§ **Problem**: Could you reproduce, word for word, everything below from the line containing "yield exactly 0." down to the line containing "filename src/places.rs", with both of those lines included and no others?

§ **Supplied records**:
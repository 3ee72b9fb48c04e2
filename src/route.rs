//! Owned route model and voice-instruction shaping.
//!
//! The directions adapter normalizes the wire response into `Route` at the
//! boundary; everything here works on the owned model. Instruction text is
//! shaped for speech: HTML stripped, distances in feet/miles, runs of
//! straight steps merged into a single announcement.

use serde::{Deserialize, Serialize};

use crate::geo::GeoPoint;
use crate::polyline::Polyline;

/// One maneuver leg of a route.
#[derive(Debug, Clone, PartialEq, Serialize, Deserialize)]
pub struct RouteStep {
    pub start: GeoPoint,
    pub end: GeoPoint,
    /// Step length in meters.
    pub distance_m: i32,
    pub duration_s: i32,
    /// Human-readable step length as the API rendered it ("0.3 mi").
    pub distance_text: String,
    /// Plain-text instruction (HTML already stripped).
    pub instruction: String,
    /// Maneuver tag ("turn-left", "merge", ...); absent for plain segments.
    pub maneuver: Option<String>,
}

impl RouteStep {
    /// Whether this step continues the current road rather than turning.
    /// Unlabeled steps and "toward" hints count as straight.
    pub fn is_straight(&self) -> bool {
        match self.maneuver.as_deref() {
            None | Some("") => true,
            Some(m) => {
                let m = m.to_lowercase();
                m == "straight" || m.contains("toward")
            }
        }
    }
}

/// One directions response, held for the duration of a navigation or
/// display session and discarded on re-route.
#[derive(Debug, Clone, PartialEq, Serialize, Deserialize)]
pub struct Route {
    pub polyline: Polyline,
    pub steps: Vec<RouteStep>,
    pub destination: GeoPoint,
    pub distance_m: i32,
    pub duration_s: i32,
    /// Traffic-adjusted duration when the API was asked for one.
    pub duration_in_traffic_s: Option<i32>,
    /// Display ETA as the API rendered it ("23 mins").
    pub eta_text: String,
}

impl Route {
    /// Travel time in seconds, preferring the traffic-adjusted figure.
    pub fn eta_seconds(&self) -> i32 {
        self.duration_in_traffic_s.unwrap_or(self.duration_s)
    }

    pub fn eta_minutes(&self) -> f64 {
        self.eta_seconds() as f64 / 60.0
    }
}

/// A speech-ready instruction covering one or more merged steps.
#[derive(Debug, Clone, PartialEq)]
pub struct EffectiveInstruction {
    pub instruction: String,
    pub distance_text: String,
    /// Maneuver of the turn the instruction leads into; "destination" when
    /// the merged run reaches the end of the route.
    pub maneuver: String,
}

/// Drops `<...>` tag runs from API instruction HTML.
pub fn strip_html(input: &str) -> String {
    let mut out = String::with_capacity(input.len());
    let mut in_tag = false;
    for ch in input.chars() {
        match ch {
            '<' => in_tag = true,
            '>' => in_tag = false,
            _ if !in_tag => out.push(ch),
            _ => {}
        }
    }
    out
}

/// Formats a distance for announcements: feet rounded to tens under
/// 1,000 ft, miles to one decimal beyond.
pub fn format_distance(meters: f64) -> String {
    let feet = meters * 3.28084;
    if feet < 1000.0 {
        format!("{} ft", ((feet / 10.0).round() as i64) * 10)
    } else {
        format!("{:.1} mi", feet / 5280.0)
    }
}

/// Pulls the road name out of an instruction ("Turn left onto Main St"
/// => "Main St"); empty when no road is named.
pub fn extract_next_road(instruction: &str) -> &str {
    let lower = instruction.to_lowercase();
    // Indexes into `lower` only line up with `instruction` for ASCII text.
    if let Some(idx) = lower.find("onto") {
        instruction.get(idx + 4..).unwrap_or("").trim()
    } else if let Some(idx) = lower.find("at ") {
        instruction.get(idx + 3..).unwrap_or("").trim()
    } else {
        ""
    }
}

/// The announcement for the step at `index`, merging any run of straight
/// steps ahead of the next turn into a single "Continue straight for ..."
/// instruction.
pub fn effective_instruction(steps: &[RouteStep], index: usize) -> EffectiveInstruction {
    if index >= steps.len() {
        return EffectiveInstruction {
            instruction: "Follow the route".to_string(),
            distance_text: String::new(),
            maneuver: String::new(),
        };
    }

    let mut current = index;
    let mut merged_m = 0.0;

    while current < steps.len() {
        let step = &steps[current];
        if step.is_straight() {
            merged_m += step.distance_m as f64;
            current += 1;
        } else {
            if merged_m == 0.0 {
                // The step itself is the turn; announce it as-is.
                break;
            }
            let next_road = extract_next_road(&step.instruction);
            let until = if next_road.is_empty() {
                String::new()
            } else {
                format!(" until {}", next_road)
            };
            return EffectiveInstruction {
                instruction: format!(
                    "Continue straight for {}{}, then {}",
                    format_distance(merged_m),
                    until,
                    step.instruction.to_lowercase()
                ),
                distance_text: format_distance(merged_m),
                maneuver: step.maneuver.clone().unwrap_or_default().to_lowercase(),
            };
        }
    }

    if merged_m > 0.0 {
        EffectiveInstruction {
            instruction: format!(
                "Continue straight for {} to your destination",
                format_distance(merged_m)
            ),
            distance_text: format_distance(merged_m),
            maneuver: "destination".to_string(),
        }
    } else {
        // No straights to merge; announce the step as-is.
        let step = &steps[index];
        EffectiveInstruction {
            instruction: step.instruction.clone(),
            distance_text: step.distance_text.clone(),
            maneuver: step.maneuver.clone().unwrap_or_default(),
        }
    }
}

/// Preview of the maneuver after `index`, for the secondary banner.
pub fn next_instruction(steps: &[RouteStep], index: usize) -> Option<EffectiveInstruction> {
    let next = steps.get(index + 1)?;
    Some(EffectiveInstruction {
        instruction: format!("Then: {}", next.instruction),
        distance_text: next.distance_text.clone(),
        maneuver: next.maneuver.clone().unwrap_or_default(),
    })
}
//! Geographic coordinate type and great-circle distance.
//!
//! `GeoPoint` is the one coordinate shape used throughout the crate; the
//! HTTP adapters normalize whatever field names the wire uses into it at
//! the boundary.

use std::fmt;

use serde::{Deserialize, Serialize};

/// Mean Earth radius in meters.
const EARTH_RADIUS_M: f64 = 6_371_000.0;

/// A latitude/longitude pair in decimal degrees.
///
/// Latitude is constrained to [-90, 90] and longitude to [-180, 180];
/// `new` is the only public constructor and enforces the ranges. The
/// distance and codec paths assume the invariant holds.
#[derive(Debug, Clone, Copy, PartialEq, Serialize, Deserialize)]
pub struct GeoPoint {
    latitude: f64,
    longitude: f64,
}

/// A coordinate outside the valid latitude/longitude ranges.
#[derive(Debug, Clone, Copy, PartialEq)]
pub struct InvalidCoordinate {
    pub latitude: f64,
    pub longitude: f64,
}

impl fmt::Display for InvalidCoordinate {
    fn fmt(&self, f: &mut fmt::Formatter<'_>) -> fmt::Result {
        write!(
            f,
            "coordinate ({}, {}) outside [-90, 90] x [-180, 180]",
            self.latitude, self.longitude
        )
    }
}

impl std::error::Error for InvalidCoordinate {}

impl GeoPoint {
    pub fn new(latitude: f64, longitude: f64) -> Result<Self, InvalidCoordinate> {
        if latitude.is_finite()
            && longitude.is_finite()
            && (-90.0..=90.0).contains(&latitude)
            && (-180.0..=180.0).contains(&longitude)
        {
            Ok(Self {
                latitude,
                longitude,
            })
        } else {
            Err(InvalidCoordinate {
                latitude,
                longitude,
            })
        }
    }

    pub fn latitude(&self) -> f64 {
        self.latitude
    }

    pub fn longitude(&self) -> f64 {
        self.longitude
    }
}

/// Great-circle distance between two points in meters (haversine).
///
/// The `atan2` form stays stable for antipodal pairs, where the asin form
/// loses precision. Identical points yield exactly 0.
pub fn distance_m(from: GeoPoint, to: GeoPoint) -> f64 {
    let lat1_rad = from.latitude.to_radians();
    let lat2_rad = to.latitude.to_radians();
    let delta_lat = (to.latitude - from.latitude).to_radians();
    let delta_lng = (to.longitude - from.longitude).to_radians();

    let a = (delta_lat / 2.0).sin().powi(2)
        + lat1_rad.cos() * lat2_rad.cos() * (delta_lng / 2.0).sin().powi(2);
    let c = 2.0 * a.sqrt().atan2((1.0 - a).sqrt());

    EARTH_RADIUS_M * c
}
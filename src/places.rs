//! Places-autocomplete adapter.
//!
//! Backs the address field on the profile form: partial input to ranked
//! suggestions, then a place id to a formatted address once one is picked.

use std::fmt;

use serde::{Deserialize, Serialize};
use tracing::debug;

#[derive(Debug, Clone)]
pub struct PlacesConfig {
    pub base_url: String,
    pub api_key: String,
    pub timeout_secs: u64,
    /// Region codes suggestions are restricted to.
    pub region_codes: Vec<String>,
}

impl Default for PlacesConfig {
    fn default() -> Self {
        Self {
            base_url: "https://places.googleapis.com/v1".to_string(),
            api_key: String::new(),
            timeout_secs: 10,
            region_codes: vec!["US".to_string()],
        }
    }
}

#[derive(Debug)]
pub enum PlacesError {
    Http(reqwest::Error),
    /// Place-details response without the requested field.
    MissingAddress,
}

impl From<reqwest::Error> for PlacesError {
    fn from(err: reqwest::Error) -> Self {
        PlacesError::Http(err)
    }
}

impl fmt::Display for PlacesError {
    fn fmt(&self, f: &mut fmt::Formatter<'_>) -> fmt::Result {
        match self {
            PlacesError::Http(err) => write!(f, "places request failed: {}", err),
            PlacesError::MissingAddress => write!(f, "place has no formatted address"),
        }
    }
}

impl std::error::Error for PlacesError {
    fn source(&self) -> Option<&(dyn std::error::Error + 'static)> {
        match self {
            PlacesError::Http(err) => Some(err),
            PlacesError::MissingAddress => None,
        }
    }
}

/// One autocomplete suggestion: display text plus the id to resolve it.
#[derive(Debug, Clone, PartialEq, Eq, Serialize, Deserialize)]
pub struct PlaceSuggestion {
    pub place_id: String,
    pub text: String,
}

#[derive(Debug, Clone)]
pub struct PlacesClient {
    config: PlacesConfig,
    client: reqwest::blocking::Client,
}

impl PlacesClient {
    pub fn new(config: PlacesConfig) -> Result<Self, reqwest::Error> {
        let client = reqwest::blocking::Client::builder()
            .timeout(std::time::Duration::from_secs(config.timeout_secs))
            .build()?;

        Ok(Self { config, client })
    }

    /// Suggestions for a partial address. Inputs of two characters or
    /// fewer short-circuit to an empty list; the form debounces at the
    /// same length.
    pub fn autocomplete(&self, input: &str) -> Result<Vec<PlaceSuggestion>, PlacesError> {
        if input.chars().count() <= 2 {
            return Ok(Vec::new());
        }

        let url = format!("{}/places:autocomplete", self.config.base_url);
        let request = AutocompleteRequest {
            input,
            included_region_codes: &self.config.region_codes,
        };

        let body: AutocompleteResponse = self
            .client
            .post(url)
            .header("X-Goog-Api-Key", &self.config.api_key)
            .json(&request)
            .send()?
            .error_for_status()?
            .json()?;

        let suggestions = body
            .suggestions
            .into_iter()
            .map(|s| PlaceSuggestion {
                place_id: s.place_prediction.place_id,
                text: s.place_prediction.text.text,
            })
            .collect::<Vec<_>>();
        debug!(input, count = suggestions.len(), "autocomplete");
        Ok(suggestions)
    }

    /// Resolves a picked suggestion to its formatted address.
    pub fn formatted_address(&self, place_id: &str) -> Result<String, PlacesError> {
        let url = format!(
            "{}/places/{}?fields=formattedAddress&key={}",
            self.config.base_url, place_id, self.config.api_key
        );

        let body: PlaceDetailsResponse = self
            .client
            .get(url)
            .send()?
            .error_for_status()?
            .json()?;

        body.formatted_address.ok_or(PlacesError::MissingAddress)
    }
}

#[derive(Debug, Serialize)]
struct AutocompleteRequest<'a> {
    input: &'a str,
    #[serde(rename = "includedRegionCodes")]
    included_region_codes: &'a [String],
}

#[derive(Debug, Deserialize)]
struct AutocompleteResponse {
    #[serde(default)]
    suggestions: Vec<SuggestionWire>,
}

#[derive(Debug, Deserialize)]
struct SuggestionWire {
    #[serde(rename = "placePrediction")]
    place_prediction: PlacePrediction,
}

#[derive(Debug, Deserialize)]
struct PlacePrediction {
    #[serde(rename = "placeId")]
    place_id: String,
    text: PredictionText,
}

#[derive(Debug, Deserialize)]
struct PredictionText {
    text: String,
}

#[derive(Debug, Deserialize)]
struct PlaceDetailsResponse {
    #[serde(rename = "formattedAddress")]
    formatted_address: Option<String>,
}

§ **Problem solution**:
/// loses precision. Identical points yield exactly 0.
pub fn distance_m(from: GeoPoint, to: GeoPoint) -> f64 {
    let lat1_rad = from.latitude.to_radians();
    let lat2_rad = to.latitude.to_radians();
    let delta_lat = (to.latitude - from.latitude).to_radians();
    let delta_lng = (to.longitude - from.longitude).to_radians();

    let a = (delta_lat / 2.0).sin().powi(2)
        + lat1_rad.cos() * lat2_rad.cos() * (delta_lng / 2.0).sin().powi(2);
    let c = 2.0 * a.sqrt().atan2((1.0 - a).sqrt());

    EARTH_RADIUS_M * c
}
filename src/places.rs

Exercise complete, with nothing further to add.